▸ **Task data**:
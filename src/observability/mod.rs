//! Observability: structured logging.
//!
//! Checks and stores emit `tracing` spans and events and `metrics` counters
//! and histograms. This module installs the log subscriber; exporting metrics
//! is left to the embedding application's recorder.

mod logging;

pub use logging::{DEFAULT_LOG_LEVEL, LogFormat, LoggingConfig};

use crate::{Error, Result};
use std::fs::{File, OpenOptions};
use std::io::{self, Write};
use std::path::Path;
use std::sync::{Arc, Mutex, OnceLock};
use tracing_subscriber::EnvFilter;
use tracing_subscriber::layer::SubscriberExt;
use tracing_subscriber::util::SubscriberInitExt;

static LOGGING_INIT: OnceLock<()> = OnceLock::new();

/// Installs the global log subscriber.
///
/// `RUST_LOG` takes precedence over `config.level`. Calls after the first
/// successful one are no-ops.
///
/// # Errors
///
/// Returns an error if the filter directive is invalid, the log file cannot be
/// opened, or another subscriber is already installed.
pub fn init_logging(config: &LoggingConfig) -> Result<()> {
    if LOGGING_INIT.get().is_some() {
        return Ok(());
    }

    let filter = build_filter(&config.level)?;
    let registry = tracing_subscriber::registry().with(filter);

    match (&config.file, config.format) {
        (Some(log_file), LogFormat::Json) => {
            let writer = open_log_file(log_file)?;
            registry
                .with(
                    tracing_subscriber::fmt::layer()
                        .json()
                        .with_writer(writer)
                        .with_current_span(true)
                        .with_span_list(true)
                        .with_target(true),
                )
                .try_init()
                .map_err(init_error)?;
        },
        (Some(log_file), LogFormat::Pretty | LogFormat::Compact) => {
            let writer = open_log_file(log_file)?;
            registry
                .with(
                    tracing_subscriber::fmt::layer()
                        .compact()
                        .with_writer(writer)
                        .with_ansi(false)
                        .with_target(true),
                )
                .try_init()
                .map_err(init_error)?;
        },
        (None, LogFormat::Json) => {
            registry
                .with(
                    tracing_subscriber::fmt::layer()
                        .json()
                        .with_writer(io::stderr)
                        .with_current_span(true)
                        .with_span_list(true)
                        .with_target(true),
                )
                .try_init()
                .map_err(init_error)?;
        },
        (None, LogFormat::Pretty) => {
            registry
                .with(
                    tracing_subscriber::fmt::layer()
                        .pretty()
                        .with_writer(io::stderr)
                        .with_target(true),
                )
                .try_init()
                .map_err(init_error)?;
        },
        (None, LogFormat::Compact) => {
            registry
                .with(
                    tracing_subscriber::fmt::layer()
                        .compact()
                        .with_writer(io::stderr)
                        .with_target(true),
                )
                .try_init()
                .map_err(init_error)?;
        },
    }

    let _ = LOGGING_INIT.set(());
    tracing::debug!(format = %config.format, level = %config.level, "logging initialized");
    Ok(())
}

/// Builds the env filter, preferring `RUST_LOG` when set.
fn build_filter(level: &str) -> Result<EnvFilter> {
    if let Ok(filter) = EnvFilter::try_from_default_env() {
        return Ok(filter);
    }
    EnvFilter::try_new(level).map_err(|e| Error::InvalidInput(format!("log level '{level}': {e}")))
}

/// Thread-safe file writer for logging.
#[derive(Clone)]
struct LogFileWriter {
    file: Arc<Mutex<File>>,
}

impl Write for LogFileWriter {
    fn write(&mut self, buf: &[u8]) -> io::Result<usize> {
        let mut guard = self
            .file
            .lock()
            .map_err(|e| io::Error::other(e.to_string()))?;
        guard.write(buf)
    }

    fn flush(&mut self) -> io::Result<()> {
        let mut guard = self
            .file
            .lock()
            .map_err(|e| io::Error::other(e.to_string()))?;
        guard.flush()
    }
}

impl<'a> tracing_subscriber::fmt::MakeWriter<'a> for LogFileWriter {
    type Writer = Self;

    fn make_writer(&'a self) -> Self::Writer {
        self.clone()
    }
}

/// Opens a log file for appending, creating parent directories.
fn open_log_file(path: &Path) -> Result<LogFileWriter> {
    if let Some(parent) = path.parent() {
        std::fs::create_dir_all(parent).map_err(|e| Error::OperationFailed {
            operation: "create_log_dir".to_string(),
            cause: e.to_string(),
        })?;
    }

    let file = OpenOptions::new()
        .create(true)
        .append(true)
        .open(path)
        .map_err(|e| Error::OperationFailed {
            operation: "open_log_file".to_string(),
            cause: format!("{}: {}", path.display(), e),
        })?;

    Ok(LogFileWriter {
        file: Arc::new(Mutex::new(file)),
    })
}

#[allow(clippy::needless_pass_by_value)]
fn init_error(e: tracing_subscriber::util::TryInitError) -> Error {
    Error::OperationFailed {
        operation: "logging_init".to_string(),
        cause: e.to_string(),
    }
}
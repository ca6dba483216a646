//! Cache store backends.

mod memory;
mod sqlite;

pub use memory::InMemoryCacheStore;
pub use sqlite::SqliteCacheStore;
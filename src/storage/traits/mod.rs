//! Storage backend traits.

mod cache;

pub use cache::CacheStore;
//! Business logic services.
//!
//! Services orchestrate storage backends and provide high-level operations.

pub mod gate;

pub use gate::CacheGate;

▸ **Work required**: Look through the entries above for the word "impl". Copy every line where it shows up.

▸ **Result for this exercise**:
impl Write for LogFileWriter {
impl<'a> tracing_subscriber::fmt::MakeWriter<'a> for LogFileWriter {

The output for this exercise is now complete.